======== Recorded information

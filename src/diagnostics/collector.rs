// SPDX-License-Identifier: MPL-2.0
//! Diagnostics collector for aggregating and storing carousel events.
//!
//! This module provides the central collector that receives events from
//! carousel components and stores them in a circular buffer.

use std::time::Instant;

use crossbeam_channel::{bounded, Receiver, Sender};

use super::{
    BufferCapacity, CircularBuffer, DiagnosticEvent, DiagnosticEventKind, ErrorEvent, LoadOutcome,
    SerializableEvent, SourceKind, WarningEvent,
};

/// Handle for sending diagnostic events to the collector.
///
/// This handle is cheap to clone and can be shared across threads.
/// Events are sent via a bounded channel to avoid blocking the UI thread.
#[derive(Clone, Debug)]
pub struct DiagnosticsHandle {
    event_tx: Sender<DiagnosticEvent>,
}

impl DiagnosticsHandle {
    /// Creates a handle with no collector behind it.
    ///
    /// Every event sent through a detached handle is discarded. Embedders
    /// that do not collect diagnostics use this as their context handle.
    #[must_use]
    pub fn detached() -> Self {
        let (event_tx, _event_rx) = bounded(1);
        Self { event_tx }
    }

    /// Logs the start of a slide load.
    ///
    /// This method is non-blocking and will drop the event if the
    /// internal channel is full (backpressure protection).
    pub fn log_load_started(&self, source: SourceKind) {
        let event = DiagnosticEvent::new(DiagnosticEventKind::LoadStarted { source });
        // Non-blocking send - drop if channel is full
        let _ = self.event_tx.try_send(event);
    }

    /// Logs a settled load outcome.
    ///
    /// This method is non-blocking.
    pub fn log_load_settled(&self, outcome: LoadOutcome) {
        let event = DiagnosticEvent::new(DiagnosticEventKind::LoadSettled { outcome });
        let _ = self.event_tx.try_send(event);
    }

    /// Logs a warning event.
    ///
    /// This method is non-blocking.
    pub fn log_warning(&self, warning: WarningEvent) {
        let event = DiagnosticEvent::new(DiagnosticEventKind::Warning { event: warning });
        let _ = self.event_tx.try_send(event);
    }

    /// Logs an error event.
    ///
    /// This method is non-blocking.
    pub fn log_error(&self, error: ErrorEvent) {
        let event = DiagnosticEvent::new(DiagnosticEventKind::Error { event: error });
        let _ = self.event_tx.try_send(event);
    }
}

/// Default channel capacity for event buffering.
/// This allows some buffering without excessive memory usage.
const DEFAULT_CHANNEL_CAPACITY: usize = 100;

/// Central collector for diagnostic events.
///
/// The collector receives events through a channel and stores them in a
/// memory-bounded circular buffer. Old events are automatically evicted
/// when the buffer reaches capacity.
pub struct DiagnosticsCollector {
    /// Circular buffer storing diagnostic events.
    buffer: CircularBuffer<DiagnosticEvent>,
    /// Receiver for incoming events.
    event_rx: Receiver<DiagnosticEvent>,
    /// Sender stored to create handles.
    event_tx: Sender<DiagnosticEvent>,
    /// When collection started (monotonic clock for export timestamps).
    collection_started_at: Instant,
}

impl DiagnosticsCollector {
    /// Creates a new diagnostics collector with the specified buffer capacity.
    #[must_use]
    pub fn new(capacity: BufferCapacity) -> Self {
        let (event_tx, event_rx) = bounded(DEFAULT_CHANNEL_CAPACITY);

        Self {
            buffer: CircularBuffer::new(capacity),
            event_rx,
            event_tx,
            collection_started_at: Instant::now(),
        }
    }

    /// Creates a handle for sending events to this collector.
    ///
    /// Handles are cheap to clone and can be distributed to different
    /// parts of the application.
    #[must_use]
    pub fn handle(&self) -> DiagnosticsHandle {
        DiagnosticsHandle {
            event_tx: self.event_tx.clone(),
        }
    }

    /// Processes all pending events from the channel.
    ///
    /// Call this periodically (e.g., on each UI tick) to drain the
    /// event channel and store events in the buffer.
    pub fn process_pending(&mut self) {
        while let Ok(event) = self.event_rx.try_recv() {
            self.buffer.push(event);
        }
    }

    /// Logs a warning directly to the buffer (bypassing the channel).
    ///
    /// Use this for synchronous logging when you have direct access
    /// to the collector (e.g., in the main update loop).
    pub fn log_warning(&mut self, warning: WarningEvent) {
        let event = DiagnosticEvent::new(DiagnosticEventKind::Warning { event: warning });
        self.buffer.push(event);
    }

    /// Returns the number of events currently stored.
    #[must_use]
    pub fn len(&self) -> usize {
        self.buffer.len()
    }

    /// Returns true if no events are stored.
    #[must_use]
    pub fn is_empty(&self) -> bool {
        self.buffer.is_empty()
    }

    /// Returns an iterator over all stored events (oldest first).
    pub fn iter(&self) -> impl Iterator<Item = &DiagnosticEvent> {
        self.buffer.iter()
    }

    /// Returns an iterator over stored warning events (oldest first).
    pub fn warnings(&self) -> impl Iterator<Item = &WarningEvent> {
        self.buffer.iter().filter_map(|event| match &event.kind {
            DiagnosticEventKind::Warning { event } => Some(event),
            _ => None,
        })
    }

    /// Clears all stored events.
    pub fn clear(&mut self) {
        self.buffer.clear();
    }

    /// Returns the buffer capacity.
    #[must_use]
    pub fn capacity(&self) -> usize {
        self.buffer.capacity()
    }

    /// Exports all collected events as pretty-printed JSON.
    ///
    /// Timestamps are rebased to milliseconds since the collector was
    /// created, so the export carries no wall-clock information.
    ///
    /// # Errors
    ///
    /// Returns an error if JSON serialization fails.
    pub fn export_json(&self) -> serde_json::Result<String> {
        let events: Vec<SerializableEvent> = self
            .buffer
            .iter()
            .map(|event| {
                SerializableEvent::new(
                    event.timestamp,
                    self.collection_started_at,
                    event.kind.clone(),
                )
            })
            .collect();

        serde_json::to_string_pretty(&events)
    }
}

impl Default for DiagnosticsCollector {
    fn default() -> Self {
        Self::new(BufferCapacity::default())
    }
}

================

• **What you will do**:
Please restate the records in full, word for word.

• **Response box**:
filename src/diagnostics/collector.rs
// SPDX-License-Identifier: MPL-2.0
//! Diagnostics collector for aggregating and storing carousel events.
//!
//! This module provides the central collector that receives events from
//! carousel components and stores them in a circular buffer.

use std::time::Instant;

use crossbeam_channel::{bounded, Receiver, Sender};

use super::{
    BufferCapacity, CircularBuffer, DiagnosticEvent, DiagnosticEventKind, ErrorEvent, LoadOutcome,
    SerializableEvent, SourceKind, WarningEvent,
};

/// Handle for sending diagnostic events to the collector.
///
/// This handle is cheap to clone and can be shared across threads.
/// Events are sent via a bounded channel to avoid blocking the UI thread.
#[derive(Clone, Debug)]
pub struct DiagnosticsHandle {
    event_tx: Sender<DiagnosticEvent>,
}

impl DiagnosticsHandle {
    /// Creates a handle with no collector behind it.
    ///
    /// Every event sent through a detached handle is discarded. Embedders
    /// that do not collect diagnostics use this as their context handle.
    #[must_use]
    pub fn detached() -> Self {
        let (event_tx, _event_rx) = bounded(1);
        Self { event_tx }
    }

    /// Logs the start of a slide load.
    ///
    /// This method is non-blocking and will drop the event if the
    /// internal channel is full (backpressure protection).
    pub fn log_load_started(&self, source: SourceKind) {
        let event = DiagnosticEvent::new(DiagnosticEventKind::LoadStarted { source });
        // Non-blocking send - drop if channel is full
        let _ = self.event_tx.try_send(event);
    }

    /// Logs a settled load outcome.
    ///
    /// This method is non-blocking.
    pub fn log_load_settled(&self, outcome: LoadOutcome) {
        let event = DiagnosticEvent::new(DiagnosticEventKind::LoadSettled { outcome });
        let _ = self.event_tx.try_send(event);
    }

    /// Logs a warning event.
    ///
    /// This method is non-blocking.
    pub fn log_warning(&self, warning: WarningEvent) {
        let event = DiagnosticEvent::new(DiagnosticEventKind::Warning { event: warning });
        let _ = self.event_tx.try_send(event);
    }

    /// Logs an error event.
    ///
    /// This method is non-blocking.
    pub fn log_error(&self, error: ErrorEvent) {
        let event = DiagnosticEvent::new(DiagnosticEventKind::Error { event: error });
        let _ = self.event_tx.try_send(event);
    }
}

/// Default channel capacity for event buffering.
/// This allows some buffering without excessive memory usage.
const DEFAULT_CHANNEL_CAPACITY: usize = 100;

/// Central collector for diagnostic events.
///
/// The collector receives events through a channel and stores them in a
/// memory-bounded circular buffer. Old events are automatically evicted
/// when the buffer reaches capacity.
pub struct DiagnosticsCollector {
    /// Circular buffer storing diagnostic events.
    buffer: CircularBuffer<DiagnosticEvent>,
    /// Receiver for incoming events.
    event_rx: Receiver<DiagnosticEvent>,
    /// Sender stored to create handles.
    event_tx: Sender<DiagnosticEvent>,
    /// When collection started (monotonic clock for export timestamps).
    collection_started_at: Instant,
}

impl DiagnosticsCollector {
    /// Creates a new diagnostics collector with the specified buffer capacity.
    #[must_use]
    pub fn new(capacity: BufferCapacity) -> Self {
        let (event_tx, event_rx) = bounded(DEFAULT_CHANNEL_CAPACITY);

        Self {
            buffer: CircularBuffer::new(capacity),
            event_rx,
            event_tx,
            collection_started_at: Instant::now(),
        }
    }

    /// Creates a handle for sending events to this collector.
    ///
    /// Handles are cheap to clone and can be distributed to different
    /// parts of the application.
    #[must_use]
    pub fn handle(&self) -> DiagnosticsHandle {
        DiagnosticsHandle {
            event_tx: self.event_tx.clone(),
        }
    }

    /// Processes all pending events from the channel.
    ///
    /// Call this periodically (e.g., on each UI tick) to drain the
    /// event channel and store events in the buffer.
    pub fn process_pending(&mut self) {
        while let Ok(event) = self.event_rx.try_recv() {
            self.buffer.push(event);
        }
    }

    /// Logs a warning directly to the buffer (bypassing the channel).
    ///
    /// Use this for synchronous logging when you have direct access
    /// to the collector (e.g., in the main update loop).
    pub fn log_warning(&mut self, warning: WarningEvent) {
        let event = DiagnosticEvent::new(DiagnosticEventKind::Warning { event: warning });
        self.buffer.push(event);
    }

    /// Returns the number of events currently stored.
    #[must_use]
    pub fn len(&self) -> usize {
        self.buffer.len()
    }

    /// Returns true if no events are stored.
    #[must_use]
    pub fn is_empty(&self) -> bool {
        self.buffer.is_empty()
    }

    /// Returns an iterator over all stored events (oldest first).
    pub fn iter(&self) -> impl Iterator<Item = &DiagnosticEvent> {
        self.buffer.iter()
    }

    /// Returns an iterator over stored warning events (oldest first).
    pub fn warnings(&self) -> impl Iterator<Item = &WarningEvent> {
        self.buffer.iter().filter_map(|event| match &event.kind {
            DiagnosticEventKind::Warning { event } => Some(event),
            _ => None,
        })
    }

    /// Clears all stored events.
    pub fn clear(&mut self) {
        self.buffer.clear();
    }

    /// Returns the buffer capacity.
    #[must_use]
    pub fn capacity(&self) -> usize {
        self.buffer.capacity()
    }

    /// Exports all collected events as pretty-printed JSON.
    ///
    /// Timestamps are rebased to milliseconds since the collector was
    /// created, so the export carries no wall-clock information.
    ///
    /// # Errors
    ///
    /// Returns an error if JSON serialization fails.
    pub fn export_json(&self) -> serde_json::Result<String> {
        let events: Vec<SerializableEvent> = self
            .buffer
            .iter()
            .map(|event| {
                SerializableEvent::new(
                    event.timestamp,
                    self.collection_started_at,
                    event.kind.clone(),
                )
            })
            .collect();

        serde_json::to_string_pretty(&events)
    }
}

impl Default for DiagnosticsCollector {
    fn default() -> Self {
        Self::new(BufferCapacity::default())
    }
}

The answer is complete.